Waste reduction
Waste is a major issue in the construction industry and its reduction will help to tackle carbon footprint by cutting down on the carbon associated with raw materials, manufacture, transportation and disposal. The EU BIM have highlighted how BIM can benefit projects with more accurate material ordering which leads to less waste going to landfill.
Ahankoob, Khoshnava, Rostami and Preece (2012) explained how BIM provides accurate visualisation for all members involved in a project allowing for opportunities to minimise waste to be incorporated at the design phase by detecting future conflicts at early stages of the project. They have identified the following basic BIM solutions for waste reduction: conflict, interference and collision detection, precise quantity take off, construction sequencing and construction planning, reducing rework and synchronising design, detection of errors and omissions, synchronising design and site layout.

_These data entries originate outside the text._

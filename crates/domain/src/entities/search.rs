//! Search domain entities

use serde::{Deserialize, Serialize};

use super::place::Place;
use crate::value_objects::{BoundingRegion, Coordinate};

/// Result of a point-of-interest or address search
#[derive(Debug, Clone, PartialEq, Default, Serialize, Deserialize)]
#[serde(rename_all = "camelCase")]
pub struct SearchResponse {
    /// Query as submitted
    pub query: String,
    /// Matching places
    pub places: Vec<Place>,
    /// Region enclosing all results
    pub bounding_region: Option<BoundingRegion>,
}

impl SearchResponse {
    /// Create a response, deriving the bounding region from the places when absent
    #[must_use]
    pub fn new(
        query: impl Into<String>,
        places: Vec<Place>,
        bounding_region: Option<BoundingRegion>,
    ) -> Self {
        let bounding_region = bounding_region
            .or_else(|| BoundingRegion::enclosing(places.iter().map(|p| &p.coordinate)));
        Self {
            query: query.into(),
            places,
            bounding_region,
        }
    }

    /// Whether nothing matched
    #[must_use]
    pub fn is_empty(&self) -> bool {
        self.places.is_empty()
    }
}

/// A single query completion suggestion
#[derive(Debug, Clone, PartialEq, Default, Serialize, Deserialize)]
#[serde(rename_all = "camelCase")]
pub struct SearchAutocompleteResult {
    /// Lines to display, most significant first
    pub display_lines: Vec<String>,
    /// Position of the suggestion, if it resolves to a single place
    pub coordinate: Option<Coordinate>,
    /// Opaque continuation used to run the completed search
    pub completion_url: Option<String>,
}

impl SearchAutocompleteResult {
    /// Display lines joined with a comma
    #[must_use]
    pub fn display_text(&self) -> String {
        self.display_lines.join(", ")
    }
}

/// Result of an autocomplete request
#[derive(Debug, Clone, PartialEq, Default, Serialize, Deserialize)]
pub struct SearchAutocompleteResponse {
    /// Partial query as submitted
    pub query: String,
    /// Suggestions, best first
    pub results: Vec<SearchAutocompleteResult>,
}

impl SearchAutocompleteResponse {
    /// Create a response
    #[must_use]
    pub fn new(query: impl Into<String>, results: Vec<SearchAutocompleteResult>) -> Self {
        Self {
            query: query.into(),
            results,
        }
    }
}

Transparency and reporting with carbon data
The development of digital databases of the environmental impacts of building materials and components and their increasing incorporation into BIM alongside whole life modelling will enable designers to gather and analyse data across multiple buildings, reducing risk, life cycle costs and whole life carbon.
Building obsolescence
In order to render our built environment as sustainable as possible, obsolescence needs to be addressed, both in new construction and in remediating the built environment. Whilst BIM is widely used for new buildings, it is less commonly used for the refurbishment of existing buildings due to the greater complexity of applying BIM technology retrospectively (
Butt, Francis and Greenwood 2015). There is however an opportunity for BIM to be used more widely in the future for retrofitting and renovation.
BIM as a tool for retrofitting and renovation
The existing building stock is likely to be an area where significant improvements can be made to combat climate change particularly by retrofitting and renovating with a view to improving the quality of housing stock and its energy efficiency.
Scherer and Katranushkov (2018) proposed a structured approach to the creation of a building information model of an existing building and its use for retrofitting and renovation in their paper on BIMification published in Advanced Engineering Informatics. Their approach includes templates to help fill in modelling gaps in the needed system identification cycle.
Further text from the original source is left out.